//! Attaches HTTPRoutes bound to the watched Gateway.

use super::{DagDraft, PathMatchCondition, Processor, Route, WeightedCluster};
use crate::cache::CacheSnapshot;
use crate::domain::{HttpRoute, HttpRouteForwardTo, NamespacedName, PathMatchType, ResourceKind};
use crate::validation::http_route::listener_binds;
use std::sync::Arc;

const NAME: &str = "gatewayapi";

#[derive(Debug, Default, Clone, Copy)]
pub struct GatewayApiProcessor;

impl Processor for GatewayApiProcessor {
    fn name(&self) -> &'static str {
        NAME
    }

    fn run(&self, draft: &mut DagDraft, cache: &CacheSnapshot) {
        let Some(gateway) = cache.gateway() else {
            draft.error(NAME, None, "gateway is not defined");
            return;
        };

        let mut bound = Vec::new();
        for route in cache.http_routes() {
            let source = Some((ResourceKind::HttpRoute, route.metadata.key()));
            let mut matched = false;
            for listener in &gateway.spec.listeners {
                match listener_binds(listener, route) {
                    Ok(true) => {
                        matched = true;
                        break;
                    }
                    Ok(false) => {}
                    Err(e) => draft.error(
                        NAME,
                        source.clone(),
                        format!("error validating routes against listener selector: {}", e),
                    ),
                }
            }
            if matched {
                bound.push(Arc::clone(route));
            }
        }

        for route in bound {
            compute_http_route(draft, cache, &route);
        }
    }
}

fn compute_http_route(draft: &mut DagDraft, cache: &CacheSnapshot, route: &HttpRoute) {
    let key = route.metadata.key();
    let source = || Some((ResourceKind::HttpRoute, key.clone()));

    if route.spec.tls.is_some() {
        draft.error(NAME, source(), "NOT IMPLEMENTED: route TLS configuration is ignored");
    }

    let hosts = route.spec.effective_hosts();

    for (index, rule) in route.spec.rules.iter().enumerate() {
        let mut prefixes = Vec::new();
        for m in rule.effective_matches() {
            match m.path.type_ {
                PathMatchType::Prefix => prefixes.push(m.path.value_or_root().to_string()),
                other => draft.error(
                    NAME,
                    source(),
                    format!("NOT IMPLEMENTED: rule {} path match type {} is not supported", index, other),
                ),
            }
        }

        let mut clusters = Vec::new();
        for forward in &rule.forward_to {
            let Some((service, port)) = routable_target(draft, &key, index, forward) else {
                continue;
            };
            let service_key = NamespacedName::new(key.namespace.clone(), service);
            match draft.ensure_service(&service_key, port, cache) {
                Ok(cluster) => clusters.push(WeightedCluster { cluster, weight: forward.weight }),
                Err(e) => draft.error(NAME, source(), e.to_string()),
            }
        }

        if clusters.is_empty() {
            draft.error(
                NAME,
                source(),
                format!("rule {} rejected: no resolvable forwardTo destinations", index),
            );
            continue;
        }

        for prefix in prefixes {
            if let Some(dag_route) = Route::new(PathMatchCondition::Prefix(prefix), clusters.clone()) {
                draft.attach_route(&hosts, &dag_route);
            }
        }
    }
}

fn routable_target<'a>(
    draft: &mut DagDraft,
    key: &NamespacedName,
    index: usize,
    forward: &'a HttpRouteForwardTo,
) -> Option<(&'a str, u32)> {
    let source = Some((ResourceKind::HttpRoute, key.clone()));
    let Some(service) = forward.service_name.as_deref() else {
        draft.error(NAME, source, format!("rule {} forwardTo is missing serviceName", index));
        return None;
    };
    let Some(port) = forward.port else {
        draft.error(NAME, source, format!("rule {} forwardTo {} is missing port", index, service));
        return None;
    };
    Some((service, port))
}

#[cfg(test)]
mod tests {
    use super::*;
    use crate::cache::{GatewaySelection, ResourceCache};
    use crate::dag::{Dag, DagBuilder};
    use crate::domain::{
        Gateway, GatewaySpec, HttpPathMatch, HttpRouteMatch, HttpRouteRule, HttpRouteSpec,
        LabelSelector, Listener, ObjectMeta, RouteBindingSelector, Service, ServicePort, ServiceSpec,
    };

    fn cache() -> ResourceCache {
        let cache = ResourceCache::new(GatewaySelection {
            gateway: Some(NamespacedName::new("projectcontour", "contour")),
            controller_name: String::new(),
        });
        for name in ["kuard", "echo"] {
            cache.insert(
                &Service {
                    metadata: ObjectMeta::new("default", name),
                    spec: ServiceSpec {
                        ports: vec![ServicePort { name: "http".into(), port: 80, target_port: 8080, ..Default::default() }],
                        ..Default::default()
                    },
                }
                .into(),
            );
        }
        cache
    }

    fn gateway(selectors: Vec<LabelSelector>) -> Gateway {
        Gateway {
            metadata: ObjectMeta::new("projectcontour", "contour"),
            spec: GatewaySpec {
                gateway_class_name: "contour".into(),
                listeners: selectors
                    .into_iter()
                    .enumerate()
                    .map(|(i, selector)| Listener {
                        port: 80 + i as u32,
                        routes: RouteBindingSelector { selector, ..Default::default() },
                        ..Default::default()
                    })
                    .collect(),
                addresses: vec![],
            },
            ..Default::default()
        }
    }

    fn route(name: &str, labels: &[(&str, &str)], hostnames: &[&str], rules: Vec<HttpRouteRule>) -> HttpRoute {
        HttpRoute {
            metadata: ObjectMeta::new("default", name)
                .with_labels(labels.iter().map(|(k, v)| (k.to_string(), v.to_string()))),
            spec: HttpRouteSpec {
                hostnames: hostnames.iter().map(|h| h.to_string()).collect(),
                rules,
                tls: None,
            },
            ..Default::default()
        }
    }

    fn rule(prefix: &str, forward: Vec<HttpRouteForwardTo>) -> HttpRouteRule {
        HttpRouteRule {
            matches: vec![HttpRouteMatch { path: HttpPathMatch::prefix(prefix) }],
            forward_to: forward,
        }
    }

    fn build(cache: &ResourceCache) -> Dag {
        DagBuilder::new(vec![Box::new(GatewayApiProcessor)]).build(&cache.snapshot())
    }

    #[test]
    fn missing_gateway_is_diagnostic_only() {
        let cache = cache();
        cache.insert(&route("r", &[], &[], vec![rule("/", vec![HttpRouteForwardTo::service("kuard", 80)])]).into());
        let dag = build(&cache);
        assert_eq!(dag.virtual_hosts().count(), 0);
        assert_eq!(dag.diagnostics()[0].message, "gateway is not defined");
    }

    #[test]
    fn empty_selector_binds_to_wildcard_host() {
        let cache = cache();
        cache.insert(&gateway(vec![LabelSelector::default()]).into());
        cache.insert(&route("r", &[], &[], vec![rule("/", vec![HttpRouteForwardTo::service("kuard", 80)])]).into());

        let dag = build(&cache);
        let vhost = dag.virtual_host("*").unwrap();
        assert_eq!(vhost.routes().len(), 1);
        assert_eq!(vhost.routes()[0].path, PathMatchCondition::Prefix("/".into()));
        assert_eq!(vhost.routes()[0].clusters()[0].cluster.name(), "default/kuard/80");
    }

    #[test]
    fn selector_filters_routes() {
        let cache = cache();
        cache.insert(&gateway(vec![LabelSelector::from_labels([("app", "filter")])]).into());
        cache.insert(
            &route("match", &[("app", "filter")], &["a.example.com"], vec![rule("/", vec![HttpRouteForwardTo::service("kuard", 80)])])
                .into(),
        );
        cache.insert(
            &route("other", &[("app", "other")], &["b.example.com"], vec![rule("/", vec![HttpRouteForwardTo::service("kuard", 80)])])
                .into(),
        );

        let dag = build(&cache);
        assert!(dag.virtual_host("a.example.com").is_some());
        assert!(dag.virtual_host("b.example.com").is_none());
    }

    #[test]
    fn route_fans_out_across_hosts_and_prefixes() {
        let cache = cache();
        cache.insert(&gateway(vec![LabelSelector::default()]).into());
        let mut r = rule("/", vec![HttpRouteForwardTo::service("kuard", 80), HttpRouteForwardTo::service("echo", 80)]);
        r.matches.push(HttpRouteMatch { path: HttpPathMatch::prefix("/api") });
        cache.insert(&route("r", &[], &["a.example.com", "b.example.com"], vec![r]).into());

        let dag = build(&cache);
        for host in ["a.example.com", "b.example.com"] {
            let vhost = dag.virtual_host(host).unwrap();
            assert_eq!(vhost.routes().len(), 2);
            assert_eq!(vhost.routes()[0].clusters().len(), 2);
        }
        assert_eq!(dag.clusters().len(), 2);
    }

    #[test]
    fn rule_with_only_portless_targets_is_rejected() {
        let cache = cache();
        cache.insert(&gateway(vec![LabelSelector::default()]).into());
        let forward = HttpRouteForwardTo { service_name: Some("kuard".into()), port: None, weight: 1 };
        cache.insert(&route("r", &[], &[], vec![rule("/", vec![forward.clone(), forward])]).into());

        let dag = build(&cache);
        assert_eq!(dag.virtual_hosts().count(), 0);
        assert!(dag.diagnostics().iter().any(|d| d.message.contains("rejected")));
        assert_eq!(dag.diagnostics().iter().filter(|d| d.message.contains("missing port")).count(), 2);
    }

    #[test]
    fn bad_target_does_not_sink_siblings() {
        let cache = cache();
        cache.insert(&gateway(vec![LabelSelector::default()]).into());
        let missing_name = HttpRouteForwardTo { service_name: None, port: Some(80), weight: 1 };
        let missing_service = HttpRouteForwardTo::service("nope", 80);
        cache.insert(
            &route("r", &[], &[], vec![rule("/", vec![missing_name, missing_service, HttpRouteForwardTo::service("kuard", 80)])])
                .into(),
        );

        let dag = build(&cache);
        let vhost = dag.virtual_host("*").unwrap();
        assert_eq!(vhost.routes()[0].clusters().len(), 1);
        assert_eq!(dag.diagnostics().len(), 2);
    }

    #[test]
    fn non_prefix_match_is_not_implemented() {
        let cache = cache();
        cache.insert(&gateway(vec![LabelSelector::default()]).into());
        let mut r = rule("/", vec![HttpRouteForwardTo::service("kuard", 80)]);
        r.matches = vec![HttpRouteMatch {
            path: HttpPathMatch { type_: PathMatchType::Exact, value: Some("/exact".into()) },
        }];
        cache.insert(&route("r", &[], &[], vec![r]).into());

        let dag = build(&cache);
        assert_eq!(dag.virtual_hosts().count(), 0);
        assert!(dag.diagnostics()[0].message.starts_with("NOT IMPLEMENTED"));
    }

    #[test]
    fn route_matching_two_listeners_is_processed_once() {
        let cache = cache();
        cache.insert(&gateway(vec![LabelSelector::default(), LabelSelector::default()]).into());
        cache.insert(&route("r", &[], &[], vec![rule("/", vec![HttpRouteForwardTo::service("kuard", 80)])]).into());

        let dag = build(&cache);
        assert_eq!(dag.virtual_host("*").unwrap().routes().len(), 1);
    }
}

#### WHAT YOU HAVE TO DO:
Using the entries above, copy out all lines that contain the string "matched".

#### RESULT FOR THIS EXERCISE:
            let mut matched = false;
                        matched = true;
            if matched {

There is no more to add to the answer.